The changes that drive differentiation facilitate the emergence of abnormal cells that need to be removed before they contribute to further development or the germline. Consequently, in mice in the lead-up to gastrulation, ∼35% of embryonic cells are eliminated. This elimination is caused by hypersensitivity to apoptosis, but how it is regulated is poorly understood. Here, we show that upon exit of naive pluripotency, mouse embryonic stem cells lower their mitochondrial apoptotic threshold, and this increases their sensitivity to cell death.
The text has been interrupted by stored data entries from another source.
impl Session {
    pub async fn new_scip_writer(&mut self, upload_id: i64) -> Result<ScipWriter<'_>, StoreError> {
        ScipWriter::new(self, upload_id).await
    }

    pub async fn insert_metadata(
        &mut self,
        upload_id: i64,
        metadata: &ProcessedMetadata,
    ) -> Result<(), StoreError> {
        let query = insert_metadata_query(upload_id, metadata)?;
        guarded(&self.cancel, "insert metadata", query.execute(&mut *self.tx)).await?;
        Ok(())
    }

    pub fn cancellation_token(&self) -> &CancellationToken {
        &self.cancel
    }

    /// Commits when `result` is `Ok`, rolls back otherwise, and hands the
    /// result back. A failed rollback is logged; the original error wins.
    pub async fn done<T>(self, result: Result<T, StoreError>) -> Result<T, StoreError> {
        match result {
            Ok(value) => {
                self.tx
                    .commit()
                    .await
                    .map_err(StoreError::storage("commit transaction"))?;
                Ok(value)
            }
            Err(err) => {
                if let Err(rollback_err) = self.tx.rollback().await {
                    warn!(error = %rollback_err, cause = %err, "failed to roll back transaction");
                } else {
                    debug!(cause = %err, "transaction rolled back");
                }
                Err(err)
            }
        }
    }

    pub async fn commit(self) -> Result<(), StoreError> {
        self.done(Ok(())).await
    }

    async fn delete_upload_data(&mut self, upload_ids: &[i64]) -> Result<u64, StoreError> {
        let mut total_deleted = 0_u64;

        for table in UPLOAD_TABLES {
            let mut qb = QueryBuilder::<Sqlite>::new(format!("DELETE FROM {table} WHERE upload_id IN ("));
            let mut separated = qb.separated(", ");
            for upload_id in upload_ids {
                separated.push_bind(*upload_id);
            }
            qb.push(")");

            let deleted = guarded(&self.cancel, "delete upload data", qb.build().execute(&mut *self.tx))
                .await?
                .rows_affected();
            total_deleted = total_deleted.saturating_add(deleted);
        }

        debug!(uploads = ?upload_ids, rows = total_deleted, "deleted upload data");
        Ok(total_deleted)
    }
}

/// Races a database round trip against cancellation.
pub(crate) async fn guarded<T, Fut>(
    cancel: &CancellationToken,
    operation: &'static str,
    fut: Fut,
) -> Result<T, StoreError>
where
    Fut: Future<Output = Result<T, sqlx::Error>>,
{
    tokio::select! {
        biased;
        _ = cancel.cancelled() => Err(StoreError::Cancelled { operation }),
        result = fut => result.map_err(StoreError::storage(operation)),
    }
}

fn insert_metadata_query(
    upload_id: i64,
    metadata: &ProcessedMetadata,
) -> Result<Query<'static, Sqlite, SqliteArguments<'static>>, StoreError> {
    writer::validate_upload_id(upload_id)?;
    let tool_arguments = serde_json::to_string(&metadata.tool_arguments)?;

    Ok(sqlx::query(
        "INSERT INTO scip_metadata \
         (upload_id, text_document_encoding, tool_name, tool_version, tool_arguments, protocol_version) \
         VALUES (?, ?, ?, ?, ?, ?)",
    )
    .bind(upload_id)
    .bind(metadata.text_document_encoding.clone())
    .bind(metadata.tool_name.clone())
    .bind(metadata.tool_version.clone())
    .bind(tool_arguments)
    .bind(metadata.protocol_version))
}

#[cfg(test)]
mod tests {
    use super::*;
    use crate::testing;
    use pretty_assertions::assert_eq;
    use scipstore_types::{Document, SymbolInformation};

    fn test_metadata() -> ProcessedMetadata {
        ProcessedMetadata {
            text_document_encoding: "UTF8".to_string(),
            tool_name: "scip-test".to_string(),
            tool_version: "0.1.0".to_string(),
            tool_arguments: vec!["-p".to_string(), "src".to_string()],
            protocol_version: 1,
        }
    }

    fn document(symbol: &str) -> Document {
        Document {
            symbols: vec![SymbolInformation::new(symbol)],
            ..Document::default()
        }
    }

    #[tokio::test]
    async fn inserts_metadata_without_writer() {
        let (_dir, store) = testing::store().await;

        store
            .insert_metadata(42, &test_metadata())
            .await
            .expect("insert metadata");

        let loaded = store.get_metadata(42).await.expect("load metadata");
        assert_eq!(loaded, Some(test_metadata()));
        assert_eq!(store.get_metadata(43).await.expect("load metadata"), None);
    }

    #[tokio::test]
    async fn rejects_duplicate_metadata() {
        let (_dir, store) = testing::store().await;
        store
            .insert_metadata(42, &test_metadata())
            .await
            .expect("insert metadata");

        let err = store
            .insert_metadata(42, &test_metadata())
            .await
            .expect_err("second insert should fail");
        assert!(matches!(err, StoreError::Storage { .. }), "{err:?}");
    }

    #[tokio::test]
    async fn rejects_non_positive_upload_ids() {
        let (_dir, store) = testing::store().await;
        let err = store
            .insert_metadata(0, &test_metadata())
            .await
            .expect_err("should fail");
        assert!(matches!(err, StoreError::Validation(_)), "{err:?}");
    }

    #[tokio::test]
    async fn session_metadata_is_rolled_back() {
        let (_dir, store) = testing::store().await;

        let mut session = store.transact().await.expect("begin");
        session
            .insert_metadata(42, &test_metadata())
            .await
            .expect("insert metadata");
        let err = session
            .done::<()>(Err(StoreError::Validation("abort".to_string())))
            .await
            .expect_err("done should return the original error");
        assert!(matches!(err, StoreError::Validation(ref msg) if msg == "abort"));

        assert_eq!(store.get_metadata(42).await.expect("load metadata"), None);
    }

    #[tokio::test]
    async fn dropped_session_rolls_back() {
        let (_dir, store) = testing::store().await;

        {
            let mut session = store.transact().await.expect("begin");
            session
                .insert_metadata(42, &test_metadata())
                .await
                .expect("insert metadata");
        }

        assert_eq!(store.get_metadata(42).await.expect("load metadata"), None);
    }

    #[tokio::test]
    async fn separate_uploads_keep_separate_documents() {
        let (_dir, store) = testing::store().await;

        let mut tx1 = store.transact().await.expect("begin");
        {
            let mut writer24 = tx1.new_scip_writer(24).await.expect("writer");
            writer24
                .insert_document("internal/util.go", document("lorem ipsum dolor sit amet"))
                .expect("stage document");
            writer24.flush().await.expect("flush");
        }
        tx1.commit().await.expect("commit");

        let mut tx2 = store.transact().await.expect("begin");
        {
            let mut writer25 = tx2.new_scip_writer(25).await.expect("writer");
            writer25
                .insert_document("internal/util.go", document("lorem ipsum dolor sit amet"))
                .expect("stage document");
            writer25
                .insert_document(
                    "internal/util_test.go",
                    document("consectetur adipiscing elit, sed do eiusmod"),
                )
                .expect("stage document");
            writer25.flush().await.expect("flush");
        }
        tx2.commit().await.expect("commit");

        assert_eq!(testing::count(&store, "scip_documents", 24).await, 1);
        assert_eq!(testing::count(&store, "scip_documents", 25).await, 2);

        let util_rows: i64 = sqlx::query_scalar(
            "SELECT COUNT(*) FROM scip_documents WHERE document_path = 'internal/util.go'",
        )
        .fetch_one(store.pool())
        .await
        .expect("count documents");
        assert_eq!(util_rows, 2);

        // Both uploads start their dictionaries independently.
        let scheme_ids: Vec<(i64, i64)> = sqlx::query_as(
            "SELECT upload_id, id FROM scip_symbols_lookup WHERE parent_id IS NULL ORDER BY upload_id",
        )
        .fetch_all(store.pool())
        .await
        .expect("load schemes");
        assert_eq!(scheme_ids, vec![(24, 1), (25, 1), (25, 6)]);
    }

    async fn upload(store: &Store, upload_id: i64) -> Result<u32, StoreError> {
        store
            .with_transaction(async move |tx: &mut Session| {
                tx.insert_metadata(upload_id, &test_metadata()).await?;
                let mut writer = tx.new_scip_writer(upload_id).await?;
                writer.insert_document("internal/util.go", document("lorem ipsum dolor sit amet"))?;
                writer.insert_document(
                    "internal/util_test.go",
                    document("consectetur adipiscing elit, sed do eiusmod"),
                )?;
                let first = writer.flush().await?;

                tokio::task::yield_now().await;
                let main = format!("scip-go gomod example v{upload_id} main/main().");
                writer.insert_document("cmd/main.go", document(&main))?;
                Ok(first + writer.flush().await?)
            })
            .await
    }

    #[tokio::test(flavor = "multi_thread", worker_threads = 4)]
    async fn concurrent_uploads_queue_for_the_write_lock() {
        let (_dir, store) = testing::store().await;

        let (a, b, c, d) = tokio::join!(
            upload(&store, 24),
            upload(&store, 25),
            upload(&store, 26),
            upload(&store, 27),
        );

        for (upload_id, result) in [(24, a), (25, b), (26, c), (27, d)] {
            assert_eq!(result.expect("concurrent upload"), 3, "upload {upload_id}");
            assert_eq!(testing::count(&store, "scip_documents", upload_id).await, 3);
            // 5 + 5 nodes from the first flush, 6 from the second
            assert_eq!(testing::count(&store, "scip_symbols_lookup", upload_id).await, 16);
            assert!(store.get_metadata(upload_id).await.expect("load").is_some());
        }
    }

    #[tokio::test]
    async fn with_transaction_commits_on_success() {
        let (_dir, store) = testing::store().await;

        let count = store
            .with_transaction(async move |tx: &mut Session| {
                tx.insert_metadata(7, &test_metadata()).await?;
                let mut writer = tx.new_scip_writer(7).await?;
                writer.insert_document("a.go", document("a b c d e#"))?;
                writer.flush().await
            })
            .await
            .expect("transaction");

        assert_eq!(count, 1);
        assert!(store.get_metadata(7).await.expect("load").is_some());
        assert_eq!(testing::count(&store, "scip_documents", 7).await, 1);
    }

    #[tokio::test]
    async fn with_transaction_rolls_back_on_error() {
        let (_dir, store) = testing::store().await;

        let err = store
            .with_transaction(async move |tx: &mut Session| {
                tx.insert_metadata(7, &test_metadata()).await?;
                let mut writer = tx.new_scip_writer(7).await?;
                writer.insert_document("a.go", document("not a symbol"))?;
                writer.flush().await
            })
            .await
            .expect_err("malformed symbol should abort");

        assert!(matches!(err, StoreError::Parse(_)), "{err:?}");
        assert_eq!(store.get_metadata(7).await.expect("load"), None);
        assert_eq!(testing::count(&store, "scip_documents", 7).await, 0);
    }

    #[tokio::test]
    async fn cancelled_store_refuses_new_sessions() {
        let (_dir, store) = testing::store().await;
        store.cancellation_token().cancel();

        let err = store.transact().await.err().expect("should be cancelled");
        assert!(err.is_cancelled());
    }

    #[tokio::test]
    async fn deletes_upload_data() {
        let (_dir, store) = testing::store().await;

        for upload_id in [1, 2] {
            store
                .with_transaction(async move |tx: &mut Session| {
                    tx.insert_metadata(upload_id, &test_metadata()).await?;
                    let mut writer = tx.new_scip_writer(upload_id).await?;
                    writer.insert_document("a.go", document("a b c d e#"))?;
                    writer.flush().await
                })
                .await
                .expect("transaction");
        }

        // metadata + document + document symbol + 5 dictionary nodes
        let deleted = store.delete_upload_data(&[1]).await.expect("delete");
        assert_eq!(deleted, 8);
        assert_eq!(testing::count(&store, "scip_symbols_lookup", 1).await, 0);
        assert_eq!(testing::count(&store, "scip_symbols_lookup", 2).await, 5);
        assert!(store.get_metadata(2).await.expect("load").is_some());
        assert_eq!(store.delete_upload_data(&[]).await.expect("delete"), 0);
    }
}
We demonstrate that this enhanced apoptotic response is induced by a decrease in mitochondrial fission due to a reduction in the activity of dynamin-related protein 1 (DRP1). Furthermore, we show that in naive pluripotent cells, DRP1 prevents apoptosis by promoting mitophagy. In contrast, during differentiation, reduced mitophagy levels facilitate apoptosis. Together, these results indicate that during early mammalian development, DRP1 regulation of mitophagy determines the apoptotic response. [Display omitted] •Upon differentiation, embryonic stem cells become hypersensitive to apoptosis•DRP1 promotes mitophagy in pluripotent stem cells•During the onset of differentiation, DRP1 levels and mitophagy activity decrease•Decreased mitophagy during the onset of differentiation primes cells for apoptosis Pernaute et al. show that during the early stages of mouse embryo development, there is a decrease in the activity of the mechanisms that repair the mitochondria, which is the powerhouse of the cell. This helps eliminate abnormal cells and prevents them from contributing to the newborn organism.